The time and money it took to bring Avastin to market means it doesn't come cheap - an 8½-month course of treatment costs about $30,000. The high cost, and the fact that the drug isn't a cure, led to a patchwork system of provincial coverage in the years following its approval, and a furious debate about how much a few months of life was really worth. In the rapidly changing world of medical science, where new drugs are more costly to develop, and consequently come with a steeper price tag than ever before, governments are forced to confront these uncomfortable questions.

It's a thorny issue that can't be avoided if the government hopes to maintain control over the costs of a potential catastrophic drug program, said Pamela Fralick, president and CEO of the Canadian Healthcare Association.

"It's hugely sensitive. When do you say no?" she said. "As a society, we have to make some very tough decisions."

Ontario agreed to fund the drug for colorectal cancer patients in 2008 and expanded coverage in 2009, but only after patient advocates and health groups mounted public pressure campaigns. Before that, cancer patients paid tens of thousands out of their own pockets to get Avastin in private clinics. Last year, after years of lobbying by patients, Prince Edward Island became the last province to agree to cover the treatment for colorectal cancer patients.

Britain, on the other hand, has decided not to fund Avastin, arguing that extending a patient's life by such a short time is not worth the hefty price tag.

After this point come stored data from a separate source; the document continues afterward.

/// This is a structure holding various configuration options for clustering calculations, such as
/// the random number generator to use, the restart strategy, or a couple of callbacks, that can be
/// set to get status information from a running calculation.
///
/// For a more detailed information about all possible options, have a look at [`KMeansConfigBuilder`].
pub struct KMeansConfig<'a, T: Primitive> {
    /// Callback that is called, when the initial assignment of a single attempt is done.
    /// May be called from worker threads.
    pub(crate) init_done: InitDoneCallbackFn<'a, T>,
    /// Callback that is called after each refinement iteration of a single attempt.
    /// May be called from worker threads.
    /// ## Arguments
    /// - **candidate**: Result computed in this iteration
    /// - **iteration_id**: Number of the current iteration
    /// - **accepted**: Whether the candidate was kept (**false** when its highest cluster index ran empty)
    pub(crate) iteration_done: IterationDoneCallbackFn<'a, T>,
    /// Callback that is called after each finished attempt, in attempt order
    pub(crate) attempt_done: AttemptDoneCallbackFn<'a, T>,
    /// Callback that is called with the selected result for each k evaluated by [`KMeans::fit_unknown_k`]
    pub(crate) k_done: KDoneCallbackFn<'a, T>,
    /// Random number generator to use
    pub(crate) rnd: Box<RefCell<dyn RngCore>>,
    pub(crate) strategy: Strategy,
    pub(crate) attempts: usize,
    pub(crate) max_iter: usize,
    pub(crate) batch_size: Option<usize>,
    pub(crate) elbow: AbortStrategy<T>,
}
impl<'a, T: Primitive> Default for KMeansConfig<'a, T> {
    fn default() -> Self {
        Self {
            init_done: &|_| {},
            iteration_done: &|_, _, _| {},
            attempt_done: &|_, _| {},
            k_done: &|_| {},
            rnd: Box::new(RefCell::new(rand::thread_rng())),
            strategy: Strategy::default(),
            attempts: 30,
            max_iter: 30,
            batch_size: None,
            elbow: AbortStrategy::default(),
        }
    }
}
impl<'a, T: Primitive> KMeansConfig<'a, T> {
    /// Use the [`KMeansConfigBuilder`] to build a [`KMeansConfig`] instance.
    pub fn build() -> KMeansConfigBuilder<'a, T> {
        KMeansConfigBuilder { config: KMeansConfig::default() }
    }

    pub(crate) fn validate(&self) -> Result<()> {
        if self.attempts == 0 {
            return Err(ArgumentError::NoAttempts.into());
        }
        if self.batch_size == Some(0) {
            return Err(ArgumentError::ZeroBatchSize.into());
        }
        Ok(())
    }

    pub(crate) fn lloyd_params(&self) -> LloydParams<'a, T> {
        LloydParams { max_iter: self.max_iter, init_done: self.init_done, iteration_done: self.iteration_done }
    }

    pub(crate) fn batch_size(&self) -> usize {
        self.batch_size.unwrap_or_else(rayon::current_num_threads).max(1)
    }
}
impl<'a, T: Primitive> std::fmt::Debug for KMeansConfig<'a, T> {
    fn fmt(&self, f: &mut std::fmt::Formatter<'_>) -> std::fmt::Result {
        f.debug_struct("KMeansConfig")
            .field("strategy", &self.strategy)
            .field("attempts", &self.attempts)
            .field("max_iter", &self.max_iter)
            .field("batch_size", &self.batch_size)
            .field("elbow", &self.elbow)
            .finish_non_exhaustive()
    }
}

pub struct KMeansConfigBuilder<'a, T: Primitive> {
    config: KMeansConfig<'a, T>,
}
impl<'a, T: Primitive> KMeansConfigBuilder<'a, T> {
    /// Set the callback that should be called after the initial assignment of each attempt.
    pub fn init_done(mut self, init_done: InitDoneCallbackFn<'a, T>) -> Self {
        self.config.init_done = init_done; self
    }
    /// Set the callback that should be called after each refinement iteration of each attempt.
    pub fn iteration_done(mut self, iteration_done: IterationDoneCallbackFn<'a, T>) -> Self {
        self.config.iteration_done = iteration_done; self
    }
    /// Set the callback that should be called after each attempt.
    pub fn attempt_done(mut self, attempt_done: AttemptDoneCallbackFn<'a, T>) -> Self {
        self.config.attempt_done = attempt_done; self
    }
    /// Set the callback that should be called for each k evaluated during automatic k-selection.
    pub fn k_done(mut self, k_done: KDoneCallbackFn<'a, T>) -> Self {
        self.config.k_done = k_done; self
    }
    /// Set the random number generator that should be used in the calculation.
    /// Use a seeded generator for deterministically repeatable results.
    pub fn random_generator<R: RngCore + 'static>(mut self, rnd: R) -> Self {
        self.config.rnd = Box::new(RefCell::new(rnd)); self
    }
    /// Set the restart strategy used by [`KMeans::fit`].
    /// ## Default
    /// [`Strategy::MinDistance`]
    pub fn strategy(mut self, strategy: Strategy) -> Self {
        self.config.strategy = strategy; self
    }
    /// Set the amount of randomized attempts per k.
    /// ## Default
    /// 30
    pub fn attempts(mut self, attempts: usize) -> Self {
        self.config.attempts = attempts; self
    }
    /// Set the maximum amount of refinement iterations per attempt.
    /// ## Default
    /// 30
    pub fn max_iter(mut self, max_iter: usize) -> Self {
        self.config.max_iter = max_iter; self
    }
    /// Set the amount of attempts that are dispatched to the worker pool at once.
    /// The consensus strategy checks for a majority after each batch.
    /// ## Default
    /// `rayon::current_num_threads()`
    pub fn batch_size(mut self, batch_size: usize) -> Self {
        self.config.batch_size = Some(batch_size); self
    }
    /// Set the abort-strategy used by the automatic k-selection. For more information,
    /// see documentation of [`AbortStrategy`].
    /// ## Default
    /// [`AbortStrategy::RelativeImprovement`] `{ tolerance: 0.1 }`
    pub fn elbow(mut self, elbow: AbortStrategy<T>) -> Self {
        self.config.elbow = elbow; self
    }
    /// Return the internally built configuration structure.
    pub fn build(self) -> KMeansConfig<'a, T> { self.config }
}

/// The part of the configuration a single attempt needs. Unlike [`KMeansConfig`], this can be
/// shared with worker threads.
#[derive(Clone, Copy)]
pub(crate) struct LloydParams<'a, T: Primitive> {
    pub max_iter: usize,
    pub init_done: InitDoneCallbackFn<'a, T>,
    pub iteration_done: IterationDoneCallbackFn<'a, T>,
}


/// Result of a clustering calculation.
///
/// Cluster indices are in canonical form (see [`crate::relabel`]), and each cluster index
/// addresses the matching row of **centroids**.
///
/// ## Generics
/// - **T**: Value type used for centroids and distances
///
/// ## Fields
/// - **k**: The amount of clusters that were requested when calculating this result
/// - **assignments**: Vector mapping each sample to its cluster
/// - **centroids**: Calculated cluster centers [row-major] = [<centroid0>,<centroid1>,<centroid2>,...]
/// - **centroid_frequency**: Amount of samples in each cluster
/// - **centroid_distances**: Vector containing each sample's distance to its centroid
/// - **average_distance**: Mean of **centroid_distances**
#[derive(Clone, Debug, PartialEq)]
pub struct ClusteringResult<T: Primitive> {
    pub k: usize,
    pub assignments: Vec<usize>,
    pub centroids: Vec<T>,
    pub centroid_frequency: Vec<usize>,
    pub centroid_distances: Vec<T>,
    pub average_distance: T,

    pub(crate) sample_dims: usize,
}
impl<T: Primitive> ClusteringResult<T> {
    pub(crate) fn new(k: usize, sample_dims: usize, assignments: Vec<usize>, centroids: Vec<T>, centroid_distances: Vec<T>) -> Self {
        let mut centroid_frequency = vec![0usize; k];
        assignments.iter().for_each(|&c| centroid_frequency[c] += 1);
        let average_distance = centroid_distances.iter().cloned().sum::<T>() / T::from_count(centroid_distances.len().max(1));
        Self { k, assignments, centroids, centroid_frequency, centroid_distances, average_distance, sample_dims }
    }

    /// Rewrite cluster indices into canonical form, reordering centroids and frequencies alongside.
    pub(crate) fn relabel(&mut self) {
        let map = crate::relabel::canonical_mapping(&self.assignments, self.k);
        self.assignments.iter_mut().for_each(|c| *c = map[*c]);

        let mut centroids = vec![T::zero(); self.centroids.len()];
        let mut centroid_frequency = vec![0usize; self.k];
        self.centroids.chunks_exact(self.sample_dims).zip(self.centroid_frequency.iter().cloned())
            .zip(map.iter().cloned())
            .for_each(|((c, freq), label)| {
                centroids[label * self.sample_dims..(label + 1) * self.sample_dims].copy_from_slice(c);
                centroid_frequency[label] = freq;
            });
        self.centroids = centroids;
        self.centroid_frequency = centroid_frequency;
    }

    /// Dimensionality of the centroids.
    pub fn sample_dims(&self) -> usize { self.sample_dims }

    /// The centroid of cluster **idx**.
    pub fn centroid(&self, idx: usize) -> Option<&[T]> {
        self.centroids.chunks_exact(self.sample_dims).nth(idx)
    }

    /// Centroids converted back into the raw sample type by **metric**, row-major like
    /// **centroids**. Returns [`None`] if the metric can not convert values back.
    pub fn raw_centroids<R: Copy, D: DistanceFunction<R, T> + ?Sized>(&self, metric: &D) -> Option<Vec<R>> {
        self.centroids.iter().map(|&v| metric.from_value(v)).collect()
    }

    /// Classify a new **point** against this result's centroids.
    pub fn predict<R: Copy, D: DistanceFunction<R, T> + ?Sized>(&self, metric: &D, point: &[R]) -> Result<usize> {
        if point.len() != self.sample_dims {
            return Err(ArgumentError::DimensionMismatch { expected: self.sample_dims, found: point.len() }.into());
        }
        distances::nearest_centroid(metric, point, &self.centroids)
    }
}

The high cost reflects the tremendous risks drug companies take when developing treatments for disease. Wendy Zatylny, vice-president of federal affairs and communications for Canada's Research-Based Pharmaceutical Companies, an industry association representing drug companies, said it can take between 10 and 15 years to bring a single drug from discovery to market, adding that only one in every 10,000 new drug compounds discovered will eventually reach patients. The association estimates that, on average, it costs $1.3-billion to bring one drug to market.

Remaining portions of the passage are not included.